# What to do:
Every line with the word "matches" in it should be extracted from the data that follows.

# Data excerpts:

# # # # #

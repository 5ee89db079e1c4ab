//! Authentication module
//!
//! Supports: bearer/header/query tokens sourced from the environment, and
//! the OAuth2 authorization-code + refresh flow with a persisted token
//! cache. The [`TokenStore`] serializes refreshes so concurrent callers
//! never trigger duplicate token requests.

mod cache;
mod store;
mod types;

pub use cache::{FileTokenCache, MemoryTokenCache, TokenCache};
pub use store::{AuthMethod, TokenStore};
pub use types::{
    require_env, AuthSpec, OAuth2Credentials, TokenRecord, TokenResponse, EXPIRY_BUFFER_SECS,
};
//! Pagination strategy implementations
//!
//! Each strategy handles one paging pattern.

use tracing::debug;

use crate::records::path_string;
use crate::types::{JsonValue, StringMap};

use super::types::{NextPage, PaginationState, Paginator};

// ============================================================================
// Page-number pagination
// ============================================================================

/// Page-number pagination (`?page=2&limit=100`)
///
/// Stops on an empty page or a short page (fewer records than the
/// declared page size).
#[derive(Debug, Clone)]
pub struct PageNumberPaginator {
    /// Query parameter carrying the page number
    pub page_param: String,
    /// Query parameter carrying the page size
    pub size_param: String,
    /// Records requested per page
    pub page_size: u32,
    /// First page number
    pub start_page: u32,
}

impl PageNumberPaginator {
    pub fn new(
        page_param: impl Into<String>,
        size_param: impl Into<String>,
        page_size: u32,
        start_page: u32,
    ) -> Self {
        Self {
            page_param: page_param.into(),
            size_param: size_param.into(),
            page_size,
            start_page,
        }
    }

    fn params_for(&self, page: u32) -> StringMap {
        let mut params = StringMap::new();
        params.insert(self.page_param.clone(), page.to_string());
        params.insert(self.size_param.clone(), self.page_size.to_string());
        params
    }
}

impl Paginator for PageNumberPaginator {
    fn initial_params(&self, state: &PaginationState) -> StringMap {
        self.params_for(state.page.max(self.start_page))
    }

    fn process_response(
        &self,
        _body: &JsonValue,
        records_count: usize,
        state: &mut PaginationState,
    ) -> NextPage {
        state.add_fetched(records_count as u64);

        // A short or empty page means the server has no more records
        if records_count < self.page_size as usize {
            debug!(
                page = state.page,
                records = records_count,
                "short page, pagination complete"
            );
            state.mark_done();
            return NextPage::Done;
        }

        state.next_page();
        NextPage::with_params(self.params_for(state.page))
    }
}

// ============================================================================
// Cursor pagination
// ============================================================================

/// Cursor pagination: each response carries a token addressing the next page
///
/// Common patterns: `?starting_after=obj_123`, `?cursor=abc123`. Stops when
/// the cursor field is absent, null, or empty.
#[derive(Debug, Clone)]
pub struct CursorPaginator {
    /// Query parameter carrying the cursor
    pub cursor_param: String,
    /// Dot path to the cursor token in the response body
    pub cursor_path: String,
    /// Optional query parameter carrying the page size
    pub size_param: Option<String>,
    /// Records requested per page
    pub page_size: Option<u32>,
}

impl CursorPaginator {
    pub fn new(
        cursor_param: impl Into<String>,
        cursor_path: impl Into<String>,
        size_param: Option<String>,
        page_size: Option<u32>,
    ) -> Self {
        Self {
            cursor_param: cursor_param.into(),
            cursor_path: cursor_path.into(),
            size_param,
            page_size,
        }
    }

    fn size_params(&self) -> StringMap {
        let mut params = StringMap::new();
        if let (Some(param), Some(size)) = (&self.size_param, self.page_size) {
            params.insert(param.clone(), size.to_string());
        }
        params
    }
}

impl Paginator for CursorPaginator {
    fn initial_params(&self, state: &PaginationState) -> StringMap {
        let mut params = self.size_params();
        if let Some(cursor) = &state.cursor {
            params.insert(self.cursor_param.clone(), cursor.clone());
        }
        params
    }

    fn process_response(
        &self,
        body: &JsonValue,
        records_count: usize,
        state: &mut PaginationState,
    ) -> NextPage {
        state.add_fetched(records_count as u64);

        // An empty page is not terminal by itself; some APIs hand back
        // empty pages with a valid next cursor. The fetch loop bounds
        // consecutive empties separately.
        match path_string(body, &self.cursor_path) {
            Some(cursor) if !cursor.is_empty() => {
                debug!(cursor = %cursor, "next cursor");
                state.set_cursor(cursor.clone());
                state.next_page();
                let mut params = self.size_params();
                params.insert(self.cursor_param.clone(), cursor);
                NextPage::with_params(params)
            }
            _ => {
                state.mark_done();
                NextPage::Done
            }
        }
    }
}
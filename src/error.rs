//! Error types for siphon
//!
//! This module defines the error hierarchy for the whole engine.
//! All public APIs return `Result<T, Error>` where Error is defined here.
//!
//! Two kinds are fatal and surface to callers of `extract()`:
//! [`Error::Authentication`] (credentials missing, code exchange or token
//! refresh failed) and [`Error::Extraction`] (retries exhausted, payload
//! shape unrecognized). Everything else is either ambient plumbing or an
//! intermediate failure that gets wrapped into one of the two.

use thiserror::Error;

/// The main error type for siphon
#[derive(Error, Debug)]
pub enum Error {
    // ============================================================================
    // Configuration Errors
    // ============================================================================
    #[error("Configuration error: {message}")]
    Config { message: String },

    #[error("Missing environment variable: {var}")]
    MissingEnv { var: String },

    #[error("Failed to parse YAML: {0}")]
    YamlParse(#[from] serde_yaml::Error),

    #[error("Failed to parse JSON: {0}")]
    JsonParse(#[from] serde_json::Error),

    // ============================================================================
    // Authentication Errors (fatal)
    // ============================================================================
    #[error("Authentication failed: {message}")]
    Authentication { message: String },

    #[error("Token cache error: {message}")]
    TokenCache { message: String },

    // ============================================================================
    // HTTP Errors
    // ============================================================================
    #[error("HTTP request failed: {0}")]
    Http(#[from] reqwest::Error),

    #[error("HTTP {status}: {body}")]
    HttpStatus { status: u16, body: String },

    #[error("Rate limited, retry after {retry_after_seconds}s")]
    RateLimited { retry_after_seconds: u64 },

    #[error("Request timeout after {timeout_ms}ms")]
    Timeout { timeout_ms: u64 },

    #[error("Invalid URL: {0}")]
    InvalidUrl(#[from] url::ParseError),

    // ============================================================================
    // Extraction Errors (fatal)
    // ============================================================================
    #[error("Extraction failed: {message}")]
    Extraction {
        message: String,
        #[source]
        source: Option<Box<Error>>,
    },

    // ============================================================================
    // I/O Errors
    // ============================================================================
    #[error("IO error: {0}")]
    Io(#[from] std::io::Error),

    // ============================================================================
    // Generic Errors
    // ============================================================================
    #[error(transparent)]
    Anyhow(#[from] anyhow::Error),
}

impl Error {
    /// Create a config error
    pub fn config(message: impl Into<String>) -> Self {
        Self::Config {
            message: message.into(),
        }
    }

    /// Create a missing environment variable error
    pub fn missing_env(var: impl Into<String>) -> Self {
        Self::MissingEnv { var: var.into() }
    }

    /// Create an authentication error
    pub fn authentication(message: impl Into<String>) -> Self {
        Self::Authentication {
            message: message.into(),
        }
    }

    /// Create a token cache error
    pub fn token_cache(message: impl Into<String>) -> Self {
        Self::TokenCache {
            message: message.into(),
        }
    }

    /// Create an HTTP status error
    pub fn http_status(status: u16, body: impl Into<String>) -> Self {
        Self::HttpStatus {
            status,
            body: body.into(),
        }
    }

    /// Create an extraction error without an underlying cause
    pub fn extraction(message: impl Into<String>) -> Self {
        Self::Extraction {
            message: message.into(),
            source: None,
        }
    }

    /// Create an extraction error carrying the last underlying failure
    pub fn extraction_caused_by(message: impl Into<String>, source: Error) -> Self {
        Self::Extraction {
            message: message.into(),
            source: Some(Box::new(source)),
        }
    }

    /// Check if this error is retryable
    pub fn is_retryable(&self) -> bool {
        match self {
            Error::Http(_) | Error::RateLimited { .. } | Error::Timeout { .. } => true,
            Error::HttpStatus { status, .. } => is_retryable_status(*status),
            _ => false,
        }
    }

    /// Check if this is one of the fatal authentication errors
    pub fn is_authentication(&self) -> bool {
        matches!(self, Error::Authentication { .. })
    }
}

/// Check if an HTTP status code is retryable
pub fn is_retryable_status(status: u16) -> bool {
    matches!(status, 429 | 500 | 502 | 503 | 504)
}

/// Result type alias for siphon
pub type Result<T> = std::result::Result<T, Error>;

# # # # #

# Answer box:
        matches!(self, Error::Authentication { .. })
    matches!(status, 429 | 500 | 502 | 503 | 504)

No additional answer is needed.